Background and purpose. The use of continuous passive motion (CPM) is a controversial choice in rehabilitation following total knee arthroplasty (TKA). There are currently no definitive studies demonstrating that the use of CPM is more beneficial compared to other means of rehabilitation. In this study, we compared the ROM and length of hospital stay (LOS) of patients who used CPM and those who did not following TKA.

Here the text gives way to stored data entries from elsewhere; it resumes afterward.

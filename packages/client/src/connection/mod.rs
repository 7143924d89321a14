//! Connection lifecycle: one WebSocket transport per logged-in user, kept
//! alive with bounded reconnection.

mod manager;
pub mod policy;
mod state;

pub use manager::ConnectionManager;
pub use policy::ReconnectPolicy;
pub use state::ConnectionState;
//! InMemory User Repository 実装

use std::collections::BTreeSet;

use async_trait::async_trait;
use tokio::sync::Mutex;

use crate::domain::{UserId, UserRepository};

/// インメモリ User Repository 実装
#[derive(Default)]
pub struct InMemoryUserRepository {
    users: Mutex<BTreeSet<UserId>>,
}

impl InMemoryUserRepository {
    pub fn new() -> Self {
        Self::default()
    }

    /// Create a repository pre-populated with `users`.
    pub fn with_users(users: impl IntoIterator<Item = UserId>) -> Self {
        Self {
            users: Mutex::new(users.into_iter().collect()),
        }
    }
}

#[async_trait]
impl UserRepository for InMemoryUserRepository {
    async fn upsert(&self, id: UserId) {
        let mut users = self.users.lock().await;
        if users.insert(id.clone()) {
            tracing::debug!("User '{}' added to directory", id);
        }
    }

    async fn list_except(&self, id: &UserId) -> Vec<UserId> {
        let users = self.users.lock().await;
        users.iter().filter(|u| *u != id).cloned().collect()
    }
}

#[cfg(test)]
mod tests {
    use super::*;

    fn user(id: &str) -> UserId {
        UserId::new(id.to_string()).unwrap()
    }

    #[tokio::test]
    async fn test_list_except_excludes_caller_and_is_sorted() {
        // テスト項目: 自分以外のユーザーが ID 順で返され、重複登録は無視される
        // given (前提条件):
        let repo = InMemoryUserRepository::with_users([user("carol"), user("alice")]);
        repo.upsert(user("bob")).await;
        repo.upsert(user("bob")).await;

        // when (操作):
        let others = repo.list_except(&user("alice")).await;

        // then (期待する結果):
        assert_eq!(others, vec![user("bob"), user("carol")]);
    }
}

Methods. Fourteen subjects with osteoarthritis underwent a unilateral TKA and were then placed into one of two groups based on their physician's orders. A no-CPM group (n=12) consisted of patients who underwent a TKA and received inpatient physical therapy services but did not utilize the CPM machine as part of their rehabilitation. The CPM group (n=2) used the CPM machine in addition to inpatient physical therapy as part of their rehabilitation. Data was collected by the subjects' physical therapist onto data collection forms and then compiled for statistical analysis by the investigators of this study.

Results. The number of subjects and the data collected for this study were inadequate for statistical analysis. The CPM group had an overall gain in flexion PROM of 20.5° and in extension PROM of 4° over a four-day hospital stay. The no-CPM group had an overall gain in flexion PROM of 17.9° and in extension PROM of 8.3 °over four days.

Discussion and Conclusion. Due to the inadequate number of subjects, no conclusions can be drawn from this study.